Packaging and packing of fractions. The material sifted by fractions is placed in prepared dry containers, labelled, signed and left in the laboratory until the stage of analysis of their microplastic contamination.

The sieve method with water washing is used for granulometric analysis of samples with a high particle content of less than 0.5 mm.

Drying and weighing of the sample is carried out similarly to the procedures described above for the sieve method without washing with water.

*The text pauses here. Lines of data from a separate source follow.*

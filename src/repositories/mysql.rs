//! MySqlStore - trips, clients and enrollments on MySQL

use super::{EnrollmentTx, StoreError, TripStore};
use crate::core::Config;
use crate::dtos::{CreateClientDTO, CreateClientTripDTO};
use crate::entities::{Client, ClientTrip, Trip, TripCountry, TripParticipant};
use crate::trips::PageRequest;
use async_trait::async_trait;
use sqlx::mysql::MySqlPoolOptions;
use sqlx::{MySql, MySqlPool, QueryBuilder, Transaction};
use std::time::Duration;
use tracing::{debug, error, info, instrument};

// type alias for the pool, in case we ever switch database
pub type PoolType = MySqlPool;

pub struct MySqlStore {
    connection_pool: PoolType,
}

impl MySqlStore {
    pub fn new(connection_pool: PoolType) -> Self {
        Self { connection_pool }
    }

    /// Opens the connection pool described by the configuration
    #[instrument(skip(config), fields(max_connections = config.max_connections))]
    pub async fn connect(config: &Config) -> Result<Self, StoreError> {
        debug!("Opening MySQL connection pool");
        let pool = MySqlPoolOptions::new()
            .max_connections(config.max_connections)
            .max_lifetime(Duration::from_secs(config.connection_lifetime_secs))
            .connect(&config.database_url)
            .await?;
        info!("MySQL connection pool ready");
        Ok(Self::new(pool))
    }

    pub fn pool(&self) -> &PoolType {
        &self.connection_pool
    }
}

#[async_trait]
impl TripStore for MySqlStore {
    #[instrument(skip(self))]
    async fn count_trips(&self) -> Result<i64, StoreError> {
        debug!("Counting trips");
        let count = sqlx::query_scalar::<_, i64>("SELECT COUNT(*) FROM trip")
            .fetch_one(&self.connection_pool)
            .await?;
        Ok(count)
    }

    #[instrument(skip(self), fields(offset = page.offset(), limit = page.limit()))]
    async fn trips_page(&self, page: PageRequest) -> Result<Vec<Trip>, StoreError> {
        debug!("Reading page of trips");
        let trips = sqlx::query_as::<_, Trip>(
            r#"
            SELECT
                id_trip,
                name,
                description,
                date_from,
                date_to,
                max_people
            FROM trip
            ORDER BY date_from DESC, id_trip DESC
            LIMIT ? OFFSET ?
            "#,
        )
        .bind(page.limit())
        .bind(page.offset())
        .fetch_all(&self.connection_pool)
        .await?;

        debug!("Read {} trips", trips.len());
        Ok(trips)
    }

    #[instrument(skip(self, trip_ids), fields(trips = trip_ids.len()))]
    async fn countries_of(&self, trip_ids: &[i32]) -> Result<Vec<TripCountry>, StoreError> {
        if trip_ids.is_empty() {
            return Ok(Vec::new());
        }

        let mut query_builder = QueryBuilder::<MySql>::new(
            r#"
            SELECT ct.id_trip, c.id_country, c.name
            FROM country_trip ct
            INNER JOIN country c ON c.id_country = ct.id_country
            WHERE ct.id_trip IN (
            "#,
        );
        let mut separated = query_builder.separated(", ");
        for id in trip_ids {
            separated.push_bind(*id);
        }
        separated.push_unseparated(") ORDER BY ct.id_trip, c.id_country");

        let countries = query_builder
            .build_query_as::<TripCountry>()
            .fetch_all(&self.connection_pool)
            .await?;
        Ok(countries)
    }

    #[instrument(skip(self, trip_ids), fields(trips = trip_ids.len()))]
    async fn participants_of(
        &self,
        trip_ids: &[i32],
    ) -> Result<Vec<TripParticipant>, StoreError> {
        if trip_ids.is_empty() {
            return Ok(Vec::new());
        }

        let mut query_builder = QueryBuilder::<MySql>::new(
            r#"
            SELECT ct.id_trip, c.id_client, c.first_name, c.last_name
            FROM client_trip ct
            INNER JOIN client c ON c.id_client = ct.id_client
            WHERE ct.id_trip IN (
            "#,
        );
        let mut separated = query_builder.separated(", ");
        for id in trip_ids {
            separated.push_bind(*id);
        }
        separated.push_unseparated(") ORDER BY ct.id_trip, ct.registered_at, c.id_client");

        let participants = query_builder
            .build_query_as::<TripParticipant>()
            .fetch_all(&self.connection_pool)
            .await?;
        Ok(participants)
    }

    #[instrument(skip(self))]
    async fn begin(&self) -> Result<Box<dyn EnrollmentTx>, StoreError> {
        let tx = self.connection_pool.begin().await?;
        debug!("Transaction started");
        Ok(Box::new(MySqlEnrollmentTx { tx }))
    }
}

// client.id_client is a signed INT
fn client_id(last_insert_id: u64) -> Result<i32, StoreError> {
    i32::try_from(last_insert_id).map_err(|_| {
        error!("Generated client id {} overflows INT", last_insert_id);
        StoreError::IdOutOfRange(last_insert_id)
    })
}

/// Open MySQL transaction; `sqlx` rolls it back when dropped uncommitted
pub struct MySqlEnrollmentTx {
    tx: Transaction<'static, MySql>,
}

#[async_trait]
impl EnrollmentTx for MySqlEnrollmentTx {
    #[instrument(skip(self, pesel))]
    async fn find_client_by_pesel(&mut self, pesel: &str) -> Result<Option<Client>, StoreError> {
        let client = sqlx::query_as::<_, Client>(
            r#"
            SELECT id_client, first_name, last_name, email, telephone, pesel
            FROM client
            WHERE pesel = ?
            "#,
        )
        .bind(pesel)
        .fetch_optional(&mut *self.tx)
        .await?;
        Ok(client)
    }

    #[instrument(skip(self))]
    async fn find_enrollment(
        &mut self,
        id_client: i32,
        id_trip: i32,
    ) -> Result<Option<ClientTrip>, StoreError> {
        let enrollment = sqlx::query_as::<_, ClientTrip>(
            r#"
            SELECT id_client, id_trip, registered_at, payment_date
            FROM client_trip
            WHERE id_client = ? AND id_trip = ?
            "#,
        )
        .bind(id_client)
        .bind(id_trip)
        .fetch_optional(&mut *self.tx)
        .await?;
        Ok(enrollment)
    }

    #[instrument(skip(self))]
    async fn find_trip(&mut self, id_trip: i32) -> Result<Option<Trip>, StoreError> {
        let trip = sqlx::query_as::<_, Trip>(
            r#"
            SELECT id_trip, name, description, date_from, date_to, max_people
            FROM trip
            WHERE id_trip = ?
            "#,
        )
        .bind(id_trip)
        .fetch_optional(&mut *self.tx)
        .await?;
        Ok(trip)
    }

    #[instrument(skip(self, data))]
    async fn insert_client(&mut self, data: &CreateClientDTO) -> Result<Client, StoreError> {
        let result = sqlx::query(
            r#"
            INSERT INTO client (first_name, last_name, email, telephone, pesel)
            VALUES (?, ?, ?, ?, ?)
            "#,
        )
        .bind(&data.first_name)
        .bind(&data.last_name)
        .bind(&data.email)
        .bind(&data.telephone)
        .bind(&data.pesel)
        .execute(&mut *self.tx)
        .await?;

        let new_id = client_id(result.last_insert_id())?;
        debug!("Client inserted with id {}", new_id);

        Ok(Client {
            id_client: new_id,
            first_name: data.first_name.clone(),
            last_name: data.last_name.clone(),
            email: data.email.clone(),
            telephone: data.telephone.clone(),
            pesel: data.pesel.clone(),
        })
    }

    #[instrument(skip(self, data), fields(id_client = data.id_client, id_trip = data.id_trip))]
    async fn insert_enrollment(
        &mut self,
        data: &CreateClientTripDTO,
    ) -> Result<ClientTrip, StoreError> {
        sqlx::query(
            r#"
            INSERT INTO client_trip (id_client, id_trip, registered_at, payment_date)
            VALUES (?, ?, ?, ?)
            "#,
        )
        .bind(data.id_client)
        .bind(data.id_trip)
        .bind(data.registered_at)
        .bind(data.payment_date)
        .execute(&mut *self.tx)
        .await?;

        Ok(ClientTrip {
            id_client: data.id_client,
            id_trip: data.id_trip,
            registered_at: data.registered_at,
            payment_date: data.payment_date,
        })
    }

    async fn commit(self: Box<Self>) -> Result<(), StoreError> {
        self.tx.commit().await?;
        debug!("Transaction committed");
        Ok(())
    }
}

#[cfg(test)]
mod tests {
    use super::*;
    use crate::dtos::CreateClientDTO;
    use crate::trips::{self, ClientData, EnrollmentError};
    use chrono::{TimeZone, Utc};

    #[test]
    fn client_id_fits_int() {
        assert_eq!(client_id(42).unwrap(), 42);
        assert_eq!(client_id(i32::MAX as u64).unwrap(), i32::MAX);
    }

    #[test]
    fn client_id_overflow_is_an_error() {
        let result = client_id(i32::MAX as u64 + 1);
        assert!(matches!(result, Err(StoreError::IdOutOfRange(2_147_483_648))));
    }

    // These tests need a live MySQL server: DATABASE_URL=mysql://.. cargo test -- --ignored

    fn client_data(pesel: &str) -> ClientData {
        ClientData {
            first_name: "Piotr".to_string(),
            last_name: "Wisniewski".to_string(),
            email: "piotr@example.com".to_string(),
            telephone: "+48 600 500 600".to_string(),
            pesel: pesel.to_string(),
            payment_date: Some(Utc.with_ymd_and_hms(2024, 3, 1, 0, 0, 0).unwrap()),
        }
    }

    async fn clients_with_pesel(pool: &MySqlPool, pesel: &str) -> i64 {
        sqlx::query_scalar::<_, i64>("SELECT COUNT(*) FROM client WHERE pesel = ?")
            .bind(pesel)
            .fetch_one(pool)
            .await
            .expect("count clients")
    }

    #[sqlx::test(fixtures(path = "../../fixtures", scripts("trips", "clients")))]
    #[ignore]
    async fn trips_page_orders_by_date_from_descending(pool: MySqlPool) -> sqlx::Result<()> {
        let store = MySqlStore::new(pool);

        let page = store
            .trips_page(PageRequest::new(1, 10))
            .await
            .expect("page of trips");
        let ids: Vec<i32> = page.iter().map(|t| t.id_trip).collect();
        assert_eq!(ids, vec![2, 7, 1]);
        assert_eq!(store.count_trips().await.expect("count"), 3);

        let participants = store.participants_of(&[1]).await.expect("participants");
        let names: Vec<&str> = participants.iter().map(|p| p.first_name.as_str()).collect();
        assert_eq!(names, vec!["Jan", "Anna"]);
        Ok(())
    }

    #[sqlx::test(fixtures(path = "../../fixtures", scripts("trips", "clients")))]
    #[ignore]
    async fn duplicate_pesel_is_a_unique_violation(pool: MySqlPool) -> sqlx::Result<()> {
        let store = MySqlStore::new(pool);
        let mut tx = store.begin().await.expect("transaction");

        let result = tx
            .insert_client(&CreateClientDTO {
                first_name: "Jan".to_string(),
                last_name: "Kowalski".to_string(),
                email: "jan@example.com".to_string(),
                telephone: "+48 600 100 200".to_string(),
                pesel: "90010112345".to_string(),
            })
            .await;

        assert!(matches!(result, Err(StoreError::UniqueViolation(_))));
        Ok(())
    }

    #[sqlx::test(fixtures(path = "../../fixtures", scripts("trips", "clients")))]
    #[ignore]
    async fn new_client_on_missing_trip_is_not_persisted(pool: MySqlPool) -> sqlx::Result<()> {
        let store = MySqlStore::new(pool.clone());

        let result = trips::assign_client_to_trip(&store, 99, &client_data("12345")).await;

        assert!(matches!(result, Err(EnrollmentError::TripNotFound(99))));
        assert_eq!(clients_with_pesel(&pool, "12345").await, 0);
        Ok(())
    }

    #[sqlx::test(fixtures(path = "../../fixtures", scripts("trips", "clients")))]
    #[ignore]
    async fn dropped_transaction_rolls_back(pool: MySqlPool) -> sqlx::Result<()> {
        let store = MySqlStore::new(pool.clone());

        {
            let mut tx = store.begin().await.expect("transaction");
            let client = tx
                .insert_client(&CreateClientDTO::from(&client_data("12345")))
                .await
                .expect("client inserted");
            tx.insert_enrollment(&CreateClientTripDTO {
                id_client: client.id_client,
                id_trip: 7,
                registered_at: Utc::now(),
                payment_date: None,
            })
            .await
            .expect("enrollment inserted");
            assert!(tx.find_trip(7).await.expect("trip lookup").is_some());
        }

        assert_eq!(clients_with_pesel(&pool, "12345").await, 0);
        let enrollments =
            sqlx::query_scalar::<_, i64>("SELECT COUNT(*) FROM client_trip WHERE id_trip = 7")
                .fetch_one(&pool)
                .await?;
        assert_eq!(enrollments, 0);
        Ok(())
    }

    #[sqlx::test(fixtures(path = "../../fixtures", scripts("trips", "clients")))]
    #[ignore]
    async fn existing_enrollment_is_a_duplicate(pool: MySqlPool) -> sqlx::Result<()> {
        let store = MySqlStore::new(pool.clone());

        // Jan Kowalski is already on trip 1
        let result = trips::assign_client_to_trip(&store, 1, &client_data("90010112345")).await;

        assert!(matches!(result, Err(EnrollmentError::DuplicateEnrollment)));
        let enrollments = sqlx::query_scalar::<_, i64>(
            "SELECT COUNT(*) FROM client_trip WHERE id_client = 1 AND id_trip = 1",
        )
        .fetch_one(&pool)
        .await?;
        assert_eq!(enrollments, 1);
        Ok(())
    }

    #[sqlx::test(fixtures(path = "../../fixtures", scripts("trips", "clients")))]
    #[ignore]
    async fn enrollment_dates_round_trip(pool: MySqlPool) -> sqlx::Result<()> {
        let store = MySqlStore::new(pool.clone());

        let created = trips::assign_client_to_trip(&store, 7, &client_data("12345"))
            .await
            .expect("enrolled");

        let mut tx = store.begin().await.expect("transaction");
        let stored = tx
            .find_enrollment(created.id_client, 7)
            .await
            .expect("enrollment lookup")
            .expect("enrollment stored");
        drop(tx);
        assert_eq!(
            stored.payment_date,
            Some(Utc.with_ymd_and_hms(2024, 3, 1, 0, 0, 0).unwrap())
        );
        // DATETIME keeps whole seconds
        let drift = (stored.registered_at - created.registered_at).num_milliseconds();
        assert!(drift.abs() <= 1000, "drift {}ms", drift);
        assert_eq!(clients_with_pesel(&pool, "12345").await, 1);

        let again = trips::assign_client_to_trip(&store, 7, &client_data("12345")).await;
        assert!(matches!(again, Err(EnrollmentError::DuplicateEnrollment)));
        Ok(())
    }
}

The mass of particles smaller than 0.1 mm (Cg, r) is determined by the difference between the mass of the dry sample taken for analysis (ms) and its mass after washing with water and drying (ml). The content of clay fraction is calculated by the formula [3] with rounding to 0.1.

Cg = ms - ml [3].

Sifting the sample through a set of sieves. To divide the sample into fractions, the sieves with the cells size of 10.0; 5.0; 2.0; 1.0; 0.5; 0.25 and 0.1 mm are used. Sieves are mounted in the column, placing from the tray in order to increase the size of the holes from 0.1 to 10.0 mm. Then the steps described above for the sieve method without washing with water are performed.

Weighing of the fractions and calculation the mass loss of the sample, the calculation of the proportion of each fraction in the sample, packaging and packing of fractions is carried out similarly to the previously described manipulations for the sieve method without washing with water.


A new approach to the study of the behavior of microplastics in beach-bottom sediments of the coastal zone of the sea, based on the grananalysis, is presented. A sieve method with washing and without washing with water, adapted to the conditions of their possible contamination with microplastics, is proposed for the complete granulation of sediments.

Verification of the proposed method of conjugate analysis of sediment granulation and microplastic contamination will confirm or deny the relationship between the qualitative and quantitative characteristics of microplastic contamination and the granulometric composition of coastal and marine sediments.

In the case of establishing of correlations between granulation and microplastic content, it will be possible to use the former as an indicator of microplastic pollution of beach-bottom sediments. Currently, this method is being tested in the laboratory, during which the methods of material processing will be worked out and improved.